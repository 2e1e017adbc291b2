//! Request/response logging middleware with credential redaction

use std::time::Instant;

use axum::{
    body::Body,
    extract::MatchedPath,
    http::{HeaderMap, Request},
    middleware::Next,
    response::Response,
};
use tracing::info;

use crate::infrastructure::observability::record_http_request;

/// Log each request and its outcome and record HTTP metrics
///
/// Runs inside `TraceLayer`'s span and does not open one of its own.
pub async fn logging_middleware(request: Request<Body>, next: Next) -> Response {
    let start = Instant::now();
    let method = request.method().clone();
    let path = extract_path(&request);
    let request_id = extract_request_id(request.headers());
    let headers_log = redact_headers(request.headers());

    info!(
        method = %method,
        path = %path,
        request_id = %request_id,
        headers = %headers_log,
        "Incoming request"
    );

    let response = next.run(request).await;

    let duration = start.elapsed();
    let status = response.status();
    record_http_request(method.as_str(), &path, status.as_u16(), duration);

    info!(
        method = %method,
        path = %path,
        status = %status.as_u16(),
        duration_ms = %duration.as_millis(),
        request_id = %request_id,
        "Request completed"
    );

    response
}

/// Route template when matched, so metric labels stay bounded
fn extract_path(request: &Request<Body>) -> String {
    request
        .extensions()
        .get::<MatchedPath>()
        .map(|mp| mp.as_str().to_string())
        .unwrap_or_else(|| "unmatched".to_string())
}

fn extract_request_id(headers: &HeaderMap) -> String {
    headers
        .get("x-request-id")
        .and_then(|v| v.to_str().ok())
        .unwrap_or("-")
        .to_string()
}

/// Render the loggable headers with credentials blanked out
fn redact_headers(headers: &HeaderMap) -> String {
    headers
        .iter()
        .filter(|(name, _)| should_log_header(name.as_str()))
        .map(|(name, value)| {
            let value = if is_sensitive_header(name.as_str()) {
                "[REDACTED]"
            } else {
                value.to_str().unwrap_or("[invalid]")
            };
            format!("{}={}", name.as_str(), value)
        })
        .collect::<Vec<_>>()
        .join(", ")
}

fn is_sensitive_header(name: &str) -> bool {
    matches!(name, "authorization" | "proxy-authorization" | "cookie")
}

fn should_log_header(name: &str) -> bool {
    matches!(
        name,
        "content-type"
            | "content-length"
            | "user-agent"
            | "x-request-id"
            | "x-forwarded-for"
            | "authorization"
    )
}
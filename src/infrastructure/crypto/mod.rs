//! Encryption at rest

mod encryptor;

pub use encryptor::{AesGcmEncryptor, NONCE_LEN, SECRET_ENV_VAR};
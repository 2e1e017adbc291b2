//! SQLite user repository implementation

use async_trait::async_trait;
use chrono::{DateTime, Utc};
use sqlx::sqlite::{SqlitePool, SqliteRow};
use sqlx::Row;

use crate::domain::user::{NewUser, User, UserRepository};
use crate::domain::DomainError;
use crate::infrastructure::storage::sqlite::map_write_error;

/// SQLite implementation of UserRepository
#[derive(Debug, Clone)]
pub struct SqliteUserRepository {
    pool: SqlitePool,
}

impl SqliteUserRepository {
    /// Create a new repository with the given connection pool
    pub fn new(pool: SqlitePool) -> Self {
        Self { pool }
    }
}

#[async_trait]
impl UserRepository for SqliteUserRepository {
    async fn create(&self, user: NewUser) -> Result<User, DomainError> {
        let result = sqlx::query(
            r#"
            INSERT INTO users (username, password_hash, email, date_registered)
            VALUES (?, ?, ?, ?)
            "#,
        )
        .bind(&user.username)
        .bind(&user.password_hash)
        .bind(&user.email)
        .bind(user.date_registered)
        .execute(&self.pool)
        .await
        .map_err(|e| map_write_error(e, "User"))?;

        Ok(user.into_user(result.last_insert_rowid()))
    }

    async fn get_by_username(&self, username: &str) -> Result<Option<User>, DomainError> {
        let row = sqlx::query(
            r#"
            SELECT id, username, password_hash, email, date_registered, last_login
            FROM users
            WHERE username = ?
            "#,
        )
        .bind(username)
        .fetch_optional(&self.pool)
        .await
        .map_err(|e| DomainError::storage(format!("Failed to get user by username: {}", e)))?;

        row.as_ref().map(row_to_user).transpose()
    }

    async fn find_id_by_username(&self, username: &str) -> Result<Option<i64>, DomainError> {
        sqlx::query_scalar("SELECT id FROM users WHERE username = ?")
            .bind(username)
            .fetch_optional(&self.pool)
            .await
            .map_err(|e| DomainError::storage(format!("Failed to fetch user id: {}", e)))
    }
}

fn row_to_user(row: &SqliteRow) -> Result<User, DomainError> {
    let decode = |e: sqlx::Error| DomainError::storage(format!("Malformed users row: {}", e));

    Ok(User {
        id: row.try_get("id").map_err(decode)?,
        username: row.try_get("username").map_err(decode)?,
        email: row
            .try_get::<Option<String>, _>("email")
            .map_err(decode)?
            .unwrap_or_default(),
        password_hash: row.try_get("password_hash").map_err(decode)?,
        date_registered: row
            .try_get::<Option<DateTime<Utc>>, _>("date_registered")
            .map_err(decode)?
            .unwrap_or(DateTime::UNIX_EPOCH),
        last_login: row.try_get("last_login").map_err(decode)?,
    })
}

#[cfg(test)]
mod tests {
    use super::*;
    use crate::infrastructure::storage::sqlite::memory_pool;

    #[tokio::test]
    async fn test_create_and_lookup() {
        let repo = SqliteUserRepository::new(memory_pool().await);

        let created = repo
            .create(NewUser::new("alice", "alice@example.com", "$argon2id$hash"))
            .await
            .unwrap();
        assert_eq!(created.id, 1);

        let found = repo.get_by_username("alice").await.unwrap().unwrap();
        assert_eq!(found.id, created.id);
        assert_eq!(found.email, "alice@example.com");
        assert_eq!(found.password_hash, "$argon2id$hash");
        assert!(found.last_login.is_none());

        assert_eq!(repo.find_id_by_username("alice").await.unwrap(), Some(1));
        assert_eq!(repo.find_id_by_username("nobody").await.unwrap(), None);
    }

    #[tokio::test]
    async fn test_unique_constraints_conflict() {
        let repo = SqliteUserRepository::new(memory_pool().await);
        repo.create(NewUser::new("alice", "alice@example.com", "h"))
            .await
            .unwrap();

        let err = repo
            .create(NewUser::new("alice", "new@example.com", "h"))
            .await
            .unwrap_err();
        assert!(matches!(err, DomainError::Conflict { .. }));

        let err = repo
            .create(NewUser::new("alice2", "alice@example.com", "h"))
            .await
            .unwrap_err();
        assert!(matches!(err, DomainError::Conflict { .. }));
    }
}
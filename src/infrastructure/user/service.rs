//! Registration service

use std::sync::Arc;

use tracing::{info, instrument};
use uuid::Uuid;

use crate::domain::user::{validate_email, validate_username, NewUser, UserRepository};
use crate::domain::DomainError;

use super::password::PasswordHasher;

/// Outcome of a successful registration
#[derive(Debug, Clone)]
pub struct Registration {
    pub user_id: i64,
    /// Generated once and never stored in clear
    pub password: String,
}

/// User service for registration and lookups
#[derive(Debug, Clone)]
pub struct UserService {
    repository: Arc<dyn UserRepository>,
    hasher: Arc<dyn PasswordHasher>,
}

impl UserService {
    /// Create a new user service
    pub fn new(repository: Arc<dyn UserRepository>, hasher: Arc<dyn PasswordHasher>) -> Self {
        Self { repository, hasher }
    }

    /// Register a user with a generated UUIDv4 password
    #[instrument(skip(self, email))]
    pub async fn register(&self, username: &str, email: &str) -> Result<Registration, DomainError> {
        validate_username(username).map_err(|e| DomainError::validation(e.to_string()))?;
        validate_email(email).map_err(|e| DomainError::validation(e.to_string()))?;

        let password = Uuid::new_v4().to_string();

        let hasher = self.hasher.clone();
        let to_hash = password.clone();
        let password_hash = tokio::task::spawn_blocking(move || hasher.hash(&to_hash))
            .await
            .map_err(|e| DomainError::internal(format!("Password hashing task failed: {}", e)))??;

        let user = self
            .repository
            .create(NewUser::new(username, email, password_hash))
            .await?;

        info!(user_id = user.id, "User registered");
        Ok(Registration {
            user_id: user.id,
            password,
        })
    }
}

#[cfg(test)]
mod tests {
    use super::*;
    use crate::infrastructure::user::password::{cheap_hasher, verify_phc};
    use crate::infrastructure::user::InMemoryUserRepository;

    fn service() -> (UserService, Arc<InMemoryUserRepository>) {
        let repo = Arc::new(InMemoryUserRepository::new());
        (UserService::new(repo.clone(), Arc::new(cheap_hasher())), repo)
    }

    #[tokio::test]
    async fn test_register_stores_hash_of_generated_password() {
        let (service, repo) = service();

        let registration = service.register("alice", "alice@example.com").await.unwrap();

        let parsed = Uuid::parse_str(&registration.password).unwrap();
        assert_eq!(parsed.get_version_num(), 4);

        let stored = repo.get_by_username("alice").await.unwrap().unwrap();
        assert_eq!(stored.id, registration.user_id);
        assert_ne!(stored.password_hash, registration.password);
        assert!(stored.password_hash.starts_with("$argon2id$"));
        assert!(verify_phc(&registration.password, &stored.password_hash));
    }

    #[tokio::test]
    async fn test_register_rejects_invalid_input() {
        let (service, _) = service();

        let err = service.register("", "a@example.com").await.unwrap_err();
        assert!(matches!(err, DomainError::Validation { .. }));

        let err = service.register("alice", "no-at-sign").await.unwrap_err();
        assert!(matches!(err, DomainError::Validation { .. }));
    }

    #[tokio::test]
    async fn test_register_duplicate_conflicts() {
        let (service, _) = service();
        service.register("alice", "alice@example.com").await.unwrap();

        let err = service.register("alice", "other@example.com").await.unwrap_err();
        assert!(matches!(err, DomainError::Conflict { .. }));
    }
}
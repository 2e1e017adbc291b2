//! Public verification document types

use serde::{Deserialize, Serialize};

/// One public key as published in the JWKS document
#[derive(Debug, Clone, PartialEq, Eq, Serialize, Deserialize)]
pub struct VerificationEntry {
    pub kid: String,
    pub alg: String,
    pub kty: String,
    #[serde(rename = "use")]
    pub key_use: String,
    /// Base64url (unpadded) big-endian modulus
    pub n: String,
    /// Base64url (unpadded) big-endian public exponent
    pub e: String,
}

impl VerificationEntry {
    /// RS256 signature key entry
    pub fn rs256(kid: impl Into<String>, n: impl Into<String>, e: impl Into<String>) -> Self {
        Self {
            kid: kid.into(),
            alg: "RS256".to_string(),
            kty: "RSA".to_string(),
            key_use: "sig".to_string(),
            n: n.into(),
            e: e.into(),
        }
    }
}

/// `{"keys": [...]}`
#[derive(Debug, Clone, Default, PartialEq, Eq, Serialize, Deserialize)]
pub struct VerificationDocument {
    pub keys: Vec<VerificationEntry>,
}

#[cfg(test)]
mod tests {
    use super::*;

    #[test]
    fn test_entry_serializes_use_field() {
        let entry = VerificationEntry::rs256("1", "AQAB-n", "AQAB");
        let json = serde_json::to_value(&entry).unwrap();

        assert_eq!(json["use"], "sig");
        assert_eq!(json["alg"], "RS256");
        assert_eq!(json["kty"], "RSA");
        assert_eq!(json["kid"], "1");
        assert!(json.get("key_use").is_none());
    }

    #[test]
    fn test_empty_document() {
        let json = serde_json::to_string(&VerificationDocument::default()).unwrap();
        assert_eq!(json, r#"{"keys":[]}"#);
    }
}
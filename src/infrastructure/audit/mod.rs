//! Authentication audit log

mod in_memory;
mod sink;
mod sqlite;

pub use in_memory::InMemoryAuthLogRepository;
pub use sink::ChannelAuditSink;
pub use sqlite::SqliteAuthLogRepository;
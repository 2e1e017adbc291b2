//! Authentication audit domain
//!
//! Token issuance hands an [`AuthEvent`] to an [`AuditSink`] and moves on.
//! Whatever the sink does with it can never fail the request.

use async_trait::async_trait;
use chrono::{DateTime, Utc};
use serde::{Deserialize, Serialize};

use crate::domain::DomainError;

#[cfg(test)]
use mockall::automock;

/// Something happened on the token endpoint
#[derive(Debug, Clone, PartialEq, Eq, Serialize, Deserialize)]
pub struct AuthEvent {
    pub request_ip: String,
    pub subject: String,
    pub timestamp: DateTime<Utc>,
}

/// A row in `auth_logs`
#[derive(Debug, Clone, PartialEq, Eq, Serialize, Deserialize)]
pub struct AuthLogEntry {
    pub request_ip: String,
    pub request_timestamp: DateTime<Utc>,
    pub user_id: i64,
}

/// Fire-and-forget receiver of audit events
pub trait AuditSink: Send + Sync + std::fmt::Debug {
    fn emit(&self, event: AuthEvent);
}

/// Sink that drops every event
#[derive(Debug, Clone, Copy, Default)]
pub struct NoopAuditSink;

impl AuditSink for NoopAuditSink {
    fn emit(&self, _event: AuthEvent) {}
}

/// Persistence for audit log rows
#[cfg_attr(test, automock)]
#[async_trait]
pub trait AuthLogRepository: Send + Sync + std::fmt::Debug {
    async fn record(&self, entry: AuthLogEntry) -> Result<(), DomainError>;

    /// Entries recorded for a user, oldest first
    async fn list_for_user(&self, user_id: i64) -> Result<Vec<AuthLogEntry>, DomainError>;
}
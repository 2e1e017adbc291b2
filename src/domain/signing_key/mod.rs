//! Signing key domain
//!
//! Entities and the persistence seam for the rotating RSA keys tokens are
//! signed with.

mod entity;
mod repository;

pub use entity::{KeyState, SealedSigningKey, SigningKey, SigningKeyId};
pub use repository::SigningKeyRepository;

#[cfg(test)]
pub use repository::MockSigningKeyRepository;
----
● **EXERCISE DETAILS**:
Answer with one number only: how many lines above contain the word "instrument".

● **EXERCISE RESULT**:
2